I should become very wearisome, were I to transcribe all that was said that morning. It was a very happy morning,—a long, idle sunshiny pause in the business of life. Roland recognized an old acquaintance in Sigismund Smith presently, and the two young men talked gaily of those juvenile days at Mordred. They talked pleasantly of all manner of things. Mr. Lansdell must have been quite ardently attached to Sigismund in those early days, if one might judge of the past by the present; for he greeted his old acquaintance with absolute effusion, and sketched out quite a little royal progress of rustic enjoyment for the week Sigismund was to stay at Graybridge.

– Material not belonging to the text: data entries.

use std::cmp::Ordering;

use hashbrown::HashMap;

#[derive(Debug, Clone, Copy, PartialEq)]
pub struct Statistics {
    pub min: f64,
    pub max: f64,
    pub sum: f64,
    pub count: u64,
}

impl Statistics {
    #[inline]
    pub fn new(value: f64) -> Self {
        Statistics {
            min: value,
            max: value,
            sum: value,
            count: 1,
        }
    }

    #[inline]
    pub fn update(&mut self, value: f64) {
        self.min = self.min.min(value);
        self.max = self.max.max(value);
        self.sum += value;
        self.count += 1;
    }

    #[inline]
    pub fn merge(&mut self, other: &Statistics) {
        self.min = self.min.min(other.min);
        self.max = self.max.max(other.max);
        self.sum += other.sum;
        self.count += other.count;
    }

    #[inline]
    pub fn mean(&self) -> f64 {
        self.sum / self.count as f64
    }
}

pub type OwnedKey = Box<[u8]>;

/// Key to [`Statistics`] mapping. Keys passed to [`Store::update`] are
/// borrowed from a page and copied only when first seen.
pub trait Store: Default + Send {
    type IntoEntries: Iterator<Item = (OwnedKey, Statistics)>;

    fn update(&mut self, key: &[u8], value: f64);

    /// Folds `stats` into the entry for `key`, creating it if absent.
    fn merge_entry(&mut self, key: OwnedKey, stats: Statistics);

    fn get(&self, key: &[u8]) -> Option<&Statistics>;

    fn len(&self) -> usize;

    fn is_empty(&self) -> bool {
        self.len() == 0
    }

    /// Consumes the store. Entry order is unspecified.
    fn into_entries(self) -> Self::IntoEntries;

    /// Consumes the store, entries in ascending byte-wise key order.
    fn into_sorted(self) -> Vec<(OwnedKey, Statistics)> {
        let mut entries = self.into_entries().collect::<Vec<_>>();
        entries.sort_unstable_by(|a, b| a.0.cmp(&b.0));
        entries
    }

    fn merge(&mut self, other: Self) {
        for (key, stats) in other.into_entries() {
            self.merge_entry(key, stats);
        }
    }
}

/// O(1) amortized updates; sorted only on demand.
#[derive(Debug, Default)]
pub struct HashStore {
    entries: HashMap<OwnedKey, Statistics, ahash::RandomState>,
}

impl Store for HashStore {
    type IntoEntries = hashbrown::hash_map::IntoIter<OwnedKey, Statistics>;

    #[inline]
    fn update(&mut self, key: &[u8], value: f64) {
        match self.entries.get_mut(key) {
            Some(stats) => stats.update(value),
            None => {
                self.entries.insert(key.into(), Statistics::new(value));
            }
        }
    }

    fn merge_entry(&mut self, key: OwnedKey, stats: Statistics) {
        self.entries
            .entry(key)
            .and_modify(|e| e.merge(&stats))
            .or_insert(stats);
    }

    fn get(&self, key: &[u8]) -> Option<&Statistics> {
        self.entries.get(key)
    }

    fn len(&self) -> usize {
        self.entries.len()
    }

    fn into_entries(self) -> Self::IntoEntries {
        self.entries.into_iter()
    }
}

/// Entries kept in strictly ascending key order. Lookup is a binary search,
/// inserting shifts the tail, so this only pays off while the key set is
/// small.
#[derive(Debug, Default)]
pub struct SortedStore {
    entries: Vec<(OwnedKey, Statistics)>,
}

impl SortedStore {
    #[inline]
    fn search(&self, key: &[u8]) -> Result<usize, usize> {
        self.entries.binary_search_by(|(k, _)| k.as_ref().cmp(key))
    }
}

impl Store for SortedStore {
    type IntoEntries = std::vec::IntoIter<(OwnedKey, Statistics)>;

    #[inline]
    fn update(&mut self, key: &[u8], value: f64) {
        match self.search(key) {
            Ok(i) => self.entries[i].1.update(value),
            Err(i) => self.entries.insert(i, (key.into(), Statistics::new(value))),
        }
    }

    fn merge_entry(&mut self, key: OwnedKey, stats: Statistics) {
        match self.search(&key) {
            Ok(i) => self.entries[i].1.merge(&stats),
            Err(i) => self.entries.insert(i, (key, stats)),
        }
    }

    fn get(&self, key: &[u8]) -> Option<&Statistics> {
        self.search(key).ok().map(|i| &self.entries[i].1)
    }

    fn len(&self) -> usize {
        self.entries.len()
    }

    fn into_entries(self) -> Self::IntoEntries {
        self.entries.into_iter()
    }

    /// Already in order, no sort pass.
    fn into_sorted(self) -> Vec<(OwnedKey, Statistics)> {
        self.entries
    }

    /// Both sides are already ordered, so this is a linear two-way merge.
    fn merge(&mut self, other: Self) {
        let mut merged = Vec::with_capacity(self.entries.len() + other.entries.len());
        let mut left = std::mem::take(&mut self.entries).into_iter().peekable();
        let mut right = other.entries.into_iter().peekable();
        loop {
            let order = match (left.peek(), right.peek()) {
                (Some(a), Some(b)) => a.0.cmp(&b.0),
                (Some(_), None) => Ordering::Less,
                (None, Some(_)) => Ordering::Greater,
                (None, None) => break,
            };
            match order {
                Ordering::Less => merged.extend(left.next()),
                Ordering::Greater => merged.extend(right.next()),
                Ordering::Equal => {
                    if let (Some((key, mut stats)), Some((_, other))) = (left.next(), right.next()) {
                        stats.merge(&other);
                        merged.push((key, stats));
                    }
                }
            }
        }
        self.entries = merged;
    }
}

"We'll have a picnic," he said: "you remember we talked about a picnic, Mrs. Gilbert. We'll have a picnic at Waverly Castle; there isn't a more delightfully inconvenient place for a picnic in all Midlandshire. One can dine on the top of the western tower, in actual danger of one's life. You can write to your uncle Raymond, Smith, and ask him to join us, with the two nieces, who are really most amiable children; so estimably unintellectual, and no more in the way than a little extra furniture: you mayn't want it; but if you've space enough for it in your rooms, it doesn't in the least inconvenience you. This is Thursday; shall we say Saturday for my picnic? I mean it to be my picnic, you know; a bachelor's picnic, with all the most obviously necessary items forgotten, I dare say. I think the salad-dressing and the champagne-nippers are the legitimate things to forget, are they not? Do you think Saturday will suit you and the Doctor, Mrs. Gilbert? I should like it to be Saturday, because you must all dine with me at Mordred on Sunday, in order that we may drink success and a dozen editions to the—what's the name of your novel, Smith? Shall it be Saturday, Mrs. Gilbert?"